* **YOUR OBJECTIVE**
Once more, print the records exactly as given.

* **EXERCISE INPUTS**
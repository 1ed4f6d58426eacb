//! Todo List Component
//!
//! Renders the filtered view of the store.

use leptos::prelude::*;

use crate::components::TodoRow;
use crate::store::use_todo_store;

#[component]
pub fn TodoList() -> impl IntoView {
    let store = use_todo_store();

    view! {
        <Show
            when=move || !store.filtered_todos().is_empty()
            fallback=|| view! { <p class="empty">"Nothing to show"</p> }
        >
            <ul class="todo-list">
                <For
                    each=move || store.filtered_todos()
                    // completed/title in the key so a toggled row re-renders
                    key=|todo| (todo.id, todo.completed, todo.title.clone())
                    children=move |todo| view! { <TodoRow todo=todo /> }
                />
            </ul>
        </Show>
    }
}
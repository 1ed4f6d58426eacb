//! Filter Bar Component
//!
//! Status filter buttons.

use leptos::prelude::*;

use crate::controller::use_controller;

/// Filter options (value, label)
pub const FILTER_OPTIONS: &[(&str, &str)] = &[
    ("all", "All"),
    ("active", "Active"),
    ("completed", "Completed"),
];

#[component]
pub fn FilterBar() -> impl IntoView {
    let ctrl = use_controller();
    let store = ctrl.store();

    view! {
        <div class="filter-bar">
            {FILTER_OPTIONS.iter().map(|(value, label)| {
                let value = *value;
                let is_selected = move || store.filter().as_str() == value;
                view! {
                    <button
                        type="button"
                        class=move || if is_selected() { "filter-btn active" } else { "filter-btn" }
                        on:click=move |_| ctrl.select_filter(value)
                    >
                        {*label}
                    </button>
                }
            }).collect_view()}
        </div>
    }
}
//! UI Components
//!
//! Leptos components for the todo view.

mod new_todo_form;
mod search_box;
mod filter_bar;
mod todo_row;
mod todo_list;
mod todo_footer;

pub use new_todo_form::NewTodoForm;
pub use search_box::SearchBox;
pub use filter_bar::FilterBar;
pub use todo_row::TodoRow;
pub use todo_list::TodoList;
pub use todo_footer::TodoFooter;
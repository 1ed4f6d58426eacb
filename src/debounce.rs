//! Debounced Channel
//!
//! Coalesces a fast stream of values (one per keystroke) into at most one
//! forward per quiet period, skipping values equal to the last forwarded one.

use std::cell::RefCell;
use std::rc::Rc;
use std::time::Duration;

use crate::scheduler::{ScheduledTask, Scheduler};

struct DebounceState<T> {
    pending: Option<ScheduledTask>,
    last_forwarded: Option<T>,
}

/// Timer-based coalescing queue in front of a sink
pub struct Debouncer<T> {
    state: Rc<RefCell<DebounceState<T>>>,
    sink: Rc<dyn Fn(T)>,
    scheduler: Rc<dyn Scheduler>,
    quiet: Duration,
}

impl<T: Clone + PartialEq + 'static> Debouncer<T> {
    pub fn new(scheduler: Rc<dyn Scheduler>, quiet: Duration, sink: impl Fn(T) + 'static) -> Self {
        Self {
            state: Rc::new(RefCell::new(DebounceState {
                pending: None,
                last_forwarded: None,
            })),
            sink: Rc::new(sink),
            scheduler,
            quiet,
        }
    }

    /// Restart the quiet period with `value` as the candidate.
    /// The previous candidate, if any, is dropped.
    pub fn push(&self, value: T) {
        let state = Rc::clone(&self.state);
        let sink = Rc::clone(&self.sink);
        let task = self.scheduler.schedule(
            self.quiet,
            Box::new(move || {
                let forward = {
                    let mut state = state.borrow_mut();
                    state.pending = None;
                    if state.last_forwarded.as_ref() == Some(&value) {
                        None
                    } else {
                        state.last_forwarded = Some(value.clone());
                        Some(value)
                    }
                };
                if let Some(value) = forward {
                    sink(value);
                }
            }),
        );
        // replacing the handle cancels the superseded timer
        self.state.borrow_mut().pending = Some(task);
    }

    pub fn is_pending(&self) -> bool {
        self.state.borrow().pending.is_some()
    }
}

impl<T> Drop for Debouncer<T> {
    fn drop(&mut self) {
        if let Ok(mut state) = self.state.try_borrow_mut() {
            state.pending.take();
        }
    }
}
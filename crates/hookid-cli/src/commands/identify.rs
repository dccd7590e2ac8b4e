//! Identify command implementation.

use std::fs;
use std::path::{Path, PathBuf};

use anyhow::{Context, Result};
use hookid::{HookInfo, IdentifyConfig, ImageScan, TargetKind};
use owo_colors::OwoColorize;
use serde::Serialize;
use tracing::info;

pub struct IdentifyArgs {
    pub exe: PathBuf,
    pub editor: bool,
    pub json: bool,
    pub config: Option<PathBuf>,
    pub library_stem: Option<String>,
}

#[derive(Serialize)]
struct Report<'a> {
    scan: &'a ImageScan,
    hook: &'a HookInfo,
    library: String,
}

/// Run the identify command
pub fn run(args: IdentifyArgs) -> Result<()> {
    let mut config = match &args.config {
        Some(path) => load_config(path)?,
        None => IdentifyConfig::default(),
    };
    if let Some(stem) = args.library_stem {
        config.library_stem = stem;
    }
    let target = if args.editor {
        TargetKind::Editor
    } else {
        TargetKind::Runtime
    };

    let scan = hookid::scan(&args.exe, &config)
        .with_context(|| format!("Failed to identify {}", args.exe.display()))?;
    let hook = hookid::resolve_scan(&scan, target, &config)
        .with_context(|| format!("Unsupported {} build {}", target, scan.version))?;
    let library = hook.library_name(&config.library_stem);

    if args.json {
        let report = Report {
            scan: &scan,
            hook: &hook,
            library,
        };
        println!("{}", serde_json::to_string_pretty(&report)?);
        return Ok(());
    }

    println!("=== {} ===", args.exe.display());
    println!("Version:      {} (0x{:016X})", scan.version, scan.version);
    println!("Type:         {}", scan.proc_type);
    println!(
        "Region lock:  {}",
        if scan.flags.region_locked {
            "yes".yellow().to_string()
        } else {
            "no".to_string()
        }
    );
    if let Some(path) = &scan.pdb_path {
        println!("PDB:          {}", path);
    }
    println!();
    println!("{} {} {}", "Supported".green().bold(), target, hook.label);
    println!("Hook call:    0x{:08X}", hook.hook_call_addr);
    println!("LoadLibrary:  0x{:08X}", hook.load_library_addr);
    println!("Library:      {}", library);

    Ok(())
}

fn load_config(path: &Path) -> Result<IdentifyConfig> {
    let content = fs::read_to_string(path)
        .with_context(|| format!("Failed to read config {}", path.display()))?;
    let config = parse_config(&content)
        .with_context(|| format!("Invalid config {}", path.display()))?;
    info!("Loaded config from {:?}", path);
    Ok(config)
}

fn parse_config(content: &str) -> Result<IdentifyConfig> {
    let config: IdentifyConfig = toml::from_str(content)?;
    config.validate()?;
    Ok(config)
}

* **RESULT**
repository 1ed4f6d58426eacb
//! Todo List Component
//!
//! Renders the filtered view of the store.

use leptos::prelude::*;

use crate::components::TodoRow;
use crate::store::use_todo_store;

#[component]
pub fn TodoList() -> impl IntoView {
    let store = use_todo_store();

    view! {
        <Show
            when=move || !store.filtered_todos().is_empty()
            fallback=|| view! { <p class="empty">"Nothing to show"</p> }
        >
            <ul class="todo-list">
                <For
                    each=move || store.filtered_todos()
                    // completed/title in the key so a toggled row re-renders
                    key=|todo| (todo.id, todo.completed, todo.title.clone())
                    children=move |todo| view! { <TodoRow todo=todo /> }
                />
            </ul>
        </Show>
    }
}
repository 1ed4f6d58426eacb
//! Filter Bar Component
//!
//! Status filter buttons.

use leptos::prelude::*;

use crate::controller::use_controller;

/// Filter options (value, label)
pub const FILTER_OPTIONS: &[(&str, &str)] = &[
    ("all", "All"),
    ("active", "Active"),
    ("completed", "Completed"),
];

#[component]
pub fn FilterBar() -> impl IntoView {
    let ctrl = use_controller();
    let store = ctrl.store();

    view! {
        <div class="filter-bar">
            {FILTER_OPTIONS.iter().map(|(value, label)| {
                let value = *value;
                let is_selected = move || store.filter().as_str() == value;
                view! {
                    <button
                        type="button"
                        class=move || if is_selected() { "filter-btn active" } else { "filter-btn" }
                        on:click=move |_| ctrl.select_filter(value)
                    >
                        {*label}
                    </button>
                }
            }).collect_view()}
        </div>
    }
}
//! UI Components
//!
//! Leptos components for the todo view.

mod new_todo_form;
mod search_box;
mod filter_bar;
mod todo_row;
mod todo_list;
mod todo_footer;

pub use new_todo_form::NewTodoForm;
pub use search_box::SearchBox;
pub use filter_bar::FilterBar;
pub use todo_row::TodoRow;
pub use todo_list::TodoList;
pub use todo_footer::TodoFooter;
repository 1ed4f6d58426eacb
filename src/debounce.rs
//! Debounced Channel
//!
//! Coalesces a fast stream of values (one per keystroke) into at most one
//! forward per quiet period, skipping values equal to the last forwarded one.

use std::cell::RefCell;
use std::rc::Rc;
use std::time::Duration;

use crate::scheduler::{ScheduledTask, Scheduler};

struct DebounceState<T> {
    pending: Option<ScheduledTask>,
    last_forwarded: Option<T>,
}

/// Timer-based coalescing queue in front of a sink
pub struct Debouncer<T> {
    state: Rc<RefCell<DebounceState<T>>>,
    sink: Rc<dyn Fn(T)>,
    scheduler: Rc<dyn Scheduler>,
    quiet: Duration,
}

impl<T: Clone + PartialEq + 'static> Debouncer<T> {
    pub fn new(scheduler: Rc<dyn Scheduler>, quiet: Duration, sink: impl Fn(T) + 'static) -> Self {
        Self {
            state: Rc::new(RefCell::new(DebounceState {
                pending: None,
                last_forwarded: None,
            })),
            sink: Rc::new(sink),
            scheduler,
            quiet,
        }
    }

    /// Restart the quiet period with `value` as the candidate.
    /// The previous candidate, if any, is dropped.
    pub fn push(&self, value: T) {
        let state = Rc::clone(&self.state);
        let sink = Rc::clone(&self.sink);
        let task = self.scheduler.schedule(
            self.quiet,
            Box::new(move || {
                let forward = {
                    let mut state = state.borrow_mut();
                    state.pending = None;
                    if state.last_forwarded.as_ref() == Some(&value) {
                        None
                    } else {
                        state.last_forwarded = Some(value.clone());
                        Some(value)
                    }
                };
                if let Some(value) = forward {
                    sink(value);
                }
            }),
        );
        // replacing the handle cancels the superseded timer
        self.state.borrow_mut().pending = Some(task);
    }

    pub fn is_pending(&self) -> bool {
        self.state.borrow().pending.is_some()
    }
}

impl<T> Drop for Debouncer<T> {
    fn drop(&mut self) {
        if let Ok(mut state) = self.state.try_borrow_mut() {
            state.pending.take();
        }
    }
}
filename crates/hookid-cli/src/commands/identify.rs
repository dccd7590e2ac8b4e
//! Identify command implementation.

use std::fs;
use std::path::{Path, PathBuf};

use anyhow::{Context, Result};
use hookid::{HookInfo, IdentifyConfig, ImageScan, TargetKind};
use owo_colors::OwoColorize;
use serde::Serialize;
use tracing::info;

pub struct IdentifyArgs {
    pub exe: PathBuf,
    pub editor: bool,
    pub json: bool,
    pub config: Option<PathBuf>,
    pub library_stem: Option<String>,
}

#[derive(Serialize)]
struct Report<'a> {
    scan: &'a ImageScan,
    hook: &'a HookInfo,
    library: String,
}

/// Run the identify command
pub fn run(args: IdentifyArgs) -> Result<()> {
    let mut config = match &args.config {
        Some(path) => load_config(path)?,
        None => IdentifyConfig::default(),
    };
    if let Some(stem) = args.library_stem {
        config.library_stem = stem;
    }
    let target = if args.editor {
        TargetKind::Editor
    } else {
        TargetKind::Runtime
    };

    let scan = hookid::scan(&args.exe, &config)
        .with_context(|| format!("Failed to identify {}", args.exe.display()))?;
    let hook = hookid::resolve_scan(&scan, target, &config)
        .with_context(|| format!("Unsupported {} build {}", target, scan.version))?;
    let library = hook.library_name(&config.library_stem);

    if args.json {
        let report = Report {
            scan: &scan,
            hook: &hook,
            library,
        };
        println!("{}", serde_json::to_string_pretty(&report)?);
        return Ok(());
    }

    println!("=== {} ===", args.exe.display());
    println!("Version:      {} (0x{:016X})", scan.version, scan.version);
    println!("Type:         {}", scan.proc_type);
    println!(
        "Region lock:  {}",
        if scan.flags.region_locked {
            "yes".yellow().to_string()
        } else {
            "no".to_string()
        }
    );
    if let Some(path) = &scan.pdb_path {
        println!("PDB:          {}", path);
    }
    println!();
    println!("{} {} {}", "Supported".green().bold(), target, hook.label);
    println!("Hook call:    0x{:08X}", hook.hook_call_addr);
    println!("LoadLibrary:  0x{:08X}", hook.load_library_addr);
    println!("Library:      {}", library);

    Ok(())
}

fn load_config(path: &Path) -> Result<IdentifyConfig> {
    let content = fs::read_to_string(path)
        .with_context(|| format!("Failed to read config {}", path.display()))?;
    let config = parse_config(&content)
        .with_context(|| format!("Invalid config {}", path.display()))?;
    info!("Loaded config from {:?}", path);
    Ok(config)
}

fn parse_config(content: &str) -> Result<IdentifyConfig> {
    let config: IdentifyConfig = toml::from_str(content)?;
    config.validate()?;
    Ok(config)
}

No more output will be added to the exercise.